At the heart of the issue is construction’s ‘race to the bottom,’ a vicious cycle of low productivity and underinvestment in technology. This has led to an over-reliance on ground-level reporting for cost decisions, without the benefit of statistical analysis. “Other industries manage risk through thorough statistical analysis,” Hall notes. “Construction needs to break out of its short-term, heads-down approach to avoid the cash flow crises that lead to insolvency.”
The unique challenges of construction, such as long payment delays and the ripple effects of design changes, complicate cash flow prediction. However, Hall sees a path forward in technology tailored to the industry’s needs. Enterprise resource planning tools like Access Coins can provide a single source of truth for data, enhancing communication, collaboration, and risk management.
“When construction companies invest in technology, they often focus on immediate problems rather than long-term risk management and cash flow control,” Hall observes. “But embracing innovation is crucial for stabilizing cash flow and grasping costs, especially in volatile times.”
Hall’s insights serve as a call to action for the construction industry. As the sector continues to grapple with fallout from the ISG collapse, the urgency for better cost forecasting is clear.
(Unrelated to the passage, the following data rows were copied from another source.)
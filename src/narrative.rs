// Narrative seams
// Captioning and summarization are external model calls behind traits. The
// local helpers reproduce the degraded modes: placeholder captions on
// per-frame failure, and prefix-stripped truncation when no summarizer runs.

use regex::Regex;

use crate::constants::{NARRATIVE_MAX_FALLBACK_CHARS, NARRATIVE_MIN_SUMMARY_WORDS};
use crate::error::Result;
use crate::frame::Frame;

/// Maps one frame to free-text. External model call.
pub trait FrameCaptioner {
    fn caption(&self, frame: &Frame) -> Result<String>;
}

/// Condenses combined captions into a short narrative. External model call.
pub trait NarrativeSummarizer {
    fn summarize(&self, text: &str) -> Result<String>;
}

/// Caption every frame, degrading per-frame failures to placeholder text so a
/// single model error never loses the rest of the sequence.
pub fn caption_frames(frames: &[Frame], captioner: &dyn FrameCaptioner) -> Vec<String> {
    frames
        .iter()
        .enumerate()
        .map(|(i, frame)| match captioner.caption(frame) {
            Ok(text) => format!("Frame {}: {}", i + 1, text),
            Err(e) => {
                log::warn!("captioning failed on frame {}: {}", i + 1, e);
                format!("Frame {}: caption unavailable", i + 1)
            }
        })
        .collect()
}

/// Join captions into one narrative string: strip the "Frame N:" prefixes and
/// collapse runs of whitespace.
pub fn combine_captions(captions: &[String]) -> String {
    let joined = captions.join(" ");
    let no_prefixes = Regex::new(r"Frame \d+:")
        .expect("static regex")
        .replace_all(&joined, "");
    let collapsed = Regex::new(r"\s+")
        .expect("static regex")
        .replace_all(&no_prefixes, " ");
    collapsed.trim().to_string()
}

/// Build the narrative for a caption sequence. Short texts pass through
/// unsummarized; summarizer failure degrades to the truncated combined text.
pub fn narrative_from_captions(
    captions: &[String],
    summarizer: Option<&dyn NarrativeSummarizer>,
) -> String {
    let combined = combine_captions(captions);

    if combined.split_whitespace().count() < NARRATIVE_MIN_SUMMARY_WORDS {
        return combined;
    }

    if let Some(summarizer) = summarizer {
        match summarizer.summarize(&combined) {
            Ok(summary) => return summary,
            Err(e) => {
                log::warn!("summarization failed: {}; using combined captions", e);
            }
        }
    }

    truncate_narrative(&combined)
}

fn truncate_narrative(text: &str) -> String {
    if text.len() <= NARRATIVE_MAX_FALLBACK_CHARS {
        return text.to_string();
    }
    let mut end = NARRATIVE_MAX_FALLBACK_CHARS;
    while !text.is_char_boundary(end) {
        end -= 1;
    }
    format!("{}...", &text[..end])
}
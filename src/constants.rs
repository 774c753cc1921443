// Veracity Constants
// Heuristic thresholds and weights are reproduced reference behavior.
// Do not change without bumping ANALYSIS_VERSION.

pub const ANALYSIS_VERSION: u32 = 1;

// ----- Face region heuristics -----

// Laplacian variance below this means the region is flat/over-smoothed
pub const FACE_BLUR_THRESHOLD: f64 = 100.0;
// Luminance standard deviation below this means low contrast
pub const FACE_CONTRAST_THRESHOLD: f64 = 20.0;
// Mean luminance outside this band is unusual
pub const FACE_BRIGHTNESS_LOW: f64 = 50.0;
pub const FACE_BRIGHTNESS_HIGH: f64 = 200.0;
// A single weak signal is not enough; at least this many rules must trigger
pub const FACE_MIN_SUSPICIOUS_REASONS: usize = 2;

// A video is called likely-deepfake above this fraction of suspicious faces
pub const FACE_DEEPFAKE_RATIO: f64 = 0.5;

// ----- Face reason strings -----
// These appear verbatim in FaceSummary::common_issues.

pub const REASON_LOW_DETAIL: &str = "Low detail/blur";
pub const REASON_LOW_CONTRAST: &str = "Low contrast";
pub const REASON_UNUSUAL_BRIGHTNESS: &str = "Unusual brightness";

// ----- Sliding-window face detector defaults -----

pub const DETECT_WINDOW_SIZE: u32 = 48;
pub const DETECT_WINDOW_STRIDE: u32 = 24;
// Window luminance variance band considered face-like
pub const DETECT_VARIANCE_MIN: f64 = 150.0;
pub const DETECT_VARIANCE_MAX: f64 = 4000.0;
// Window mean luminance band considered face-like
pub const DETECT_BRIGHTNESS_MIN: f64 = 40.0;
pub const DETECT_BRIGHTNESS_MAX: f64 = 220.0;

// ----- Motion analysis -----

// Sample every Nth frame by default
pub const MOTION_SAMPLE_STEP: usize = 5;
// A sample is anomalous at mean + k*std; ties count as anomalous
pub const MOTION_OUTLIER_MULTIPLIER: f64 = 2.0;

// Block-matching flow estimator parameters
pub const FLOW_BLOCK_SIZE: u32 = 16;
pub const FLOW_SEARCH_RADIUS: i32 = 4;

// ----- Authenticity scoring -----

// Additive penalties subtracted from a starting score of 1.0
pub const PENALTY_LIKELY_DEEPFAKE: f64 = 0.4;
pub const PENALTY_MOTION_ANOMALY: f64 = 0.3;
pub const PENALTY_FACE_SUSPICION: f64 = 0.2;

// Penalty trigger thresholds
pub const SCORE_MOTION_ANOMALY_RATIO: f64 = 0.2;
pub const SCORE_FACE_SUSPICION_RATIO: f64 = 0.3;

// Label thresholds: score > AUTHENTIC is authentic, > QUESTIONABLE is questionable
pub const LABEL_AUTHENTIC_THRESHOLD: f64 = 0.7;
pub const LABEL_QUESTIONABLE_THRESHOLD: f64 = 0.4;

// ----- Feasibility heuristic -----

// Motion anomaly ratio above which a scene is called not feasible
pub const FEASIBILITY_MOTION_RATIO: f64 = 0.3;
// At least this many questionable keyword hits downgrade the verdict
pub const FEASIBILITY_QUESTIONABLE_MIN: usize = 2;

// Markers of physically impossible events
pub const IMPOSSIBLE_KEYWORDS: [&str; 7] = [
    "fly", "floating", "teleport", "magic", "supernatural", "dragon", "unicorn",
];

// Markers of unusual-but-possible events
pub const QUESTIONABLE_KEYWORDS: [&str; 5] = [
    "shark", "tiger", "explosion", "fire", "jump",
];

// ----- Narrative fallback -----

// Combined captions longer than this are truncated when no summarizer is available
pub const NARRATIVE_MAX_FALLBACK_CHARS: usize = 500;
// Below this many words a narrative is returned as-is without summarization
pub const NARRATIVE_MIN_SUMMARY_WORDS: usize = 20;
// Face region heuristics
// Scores a single facial region for blur, contrast, and brightness anomalies.
// These are compositing-artifact proxies, not a trained detector.

use serde::{Deserialize, Serialize};

use crate::constants::{
    FACE_BLUR_THRESHOLD, FACE_BRIGHTNESS_HIGH, FACE_BRIGHTNESS_LOW, FACE_CONTRAST_THRESHOLD,
    FACE_MIN_SUSPICIOUS_REASONS, REASON_LOW_CONTRAST, REASON_LOW_DETAIL,
    REASON_UNUSUAL_BRIGHTNESS,
};
use crate::frame::FrameRegion;
use crate::stats;

/// Thresholds for the per-region rules.
#[derive(Debug, Clone, Serialize, Deserialize)]
pub struct FaceConfig {
    pub blur_threshold: f64,
    pub contrast_threshold: f64,
    pub brightness_low: f64,
    pub brightness_high: f64,
    /// Minimum triggered rules before a region is called suspicious
    pub min_reasons: usize,
}

impl Default for FaceConfig {
    fn default() -> Self {
        Self {
            blur_threshold: FACE_BLUR_THRESHOLD,
            contrast_threshold: FACE_CONTRAST_THRESHOLD,
            brightness_low: FACE_BRIGHTNESS_LOW,
            brightness_high: FACE_BRIGHTNESS_HIGH,
            min_reasons: FACE_MIN_SUSPICIOUS_REASONS,
        }
    }
}

#[derive(Debug, Clone, Serialize, Deserialize)]
pub struct FaceMetrics {
    /// Variance of the Laplacian response; low means flat/over-smoothed
    pub blur_score: f64,
    /// Standard deviation of luminance
    pub contrast: f64,
    /// Mean luminance, 0-255
    pub brightness: f64,
}

#[derive(Debug, Clone, Serialize, Deserialize)]
pub struct FaceAnalysisResult {
    pub suspicious: bool,
    pub reasons: Vec<String>,
    pub metrics: Option<FaceMetrics>,
}

impl FaceAnalysisResult {
    fn clean() -> Self {
        Self {
            suspicious: false,
            reasons: Vec::new(),
            metrics: None,
        }
    }
}

/// Analyze one facial region. Empty regions short-circuit with no metrics.
pub fn analyze_region(region: &FrameRegion<'_>, config: &FaceConfig) -> FaceAnalysisResult {
    if region.is_empty() {
        return FaceAnalysisResult::clean();
    }

    let luma = region.luminance();

    let blur_score = laplacian_variance(&luma, region.width as usize, region.height as usize);
    let contrast = stats::std_dev(&luma);
    let brightness = stats::mean(&luma);

    let mut reasons = Vec::new();
    if blur_score < config.blur_threshold {
        reasons.push(REASON_LOW_DETAIL.to_string());
    }
    if contrast < config.contrast_threshold {
        reasons.push(REASON_LOW_CONTRAST.to_string());
    }
    if brightness < config.brightness_low || brightness > config.brightness_high {
        reasons.push(REASON_UNUSUAL_BRIGHTNESS.to_string());
    }

    FaceAnalysisResult {
        suspicious: reasons.len() >= config.min_reasons,
        reasons,
        metrics: Some(FaceMetrics {
            blur_score,
            contrast,
            brightness,
        }),
    }
}

/// Variance of the 4-neighbor Laplacian over the interior of a luminance grid.
/// Regions too small for a 3x3 stencil are treated as flat (variance 0).
fn laplacian_variance(luma: &[f64], width: usize, height: usize) -> f64 {
    if width < 3 || height < 3 {
        return 0.0;
    }

    let mut responses = Vec::with_capacity((width - 2) * (height - 2));
    for y in 1..height - 1 {
        for x in 1..width - 1 {
            let center = luma[y * width + x];
            let response = luma[(y - 1) * width + x]
                + luma[(y + 1) * width + x]
                + luma[y * width + x - 1]
                + luma[y * width + x + 1]
                - 4.0 * center;
            responses.push(response);
        }
    }

    let sd = stats::std_dev(&responses);
    sd * sd
}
By leveraging historical data, statistical analysis, and industry-specific technology, construction can move away from the ‘race to the bottom’ and build a more stable, sustainable future.
The human cost of insolvency—from job losses to the strain on suppliers and subcontractors—underscores the need for change. As Hall puts it, “Better forecasting won’t eliminate all the risks, but it will help us navigate the challenges more effectively. And in a sector that touches so many lives, that’s a goal worth pursuing.”
The future of construction lies in a proactive, data-driven approach to cost forecasting. By embracing technology and breaking away from traditional methods, the industry can forge a new path—one that promises greater stability, sustainability, and success for all stakeholders involved.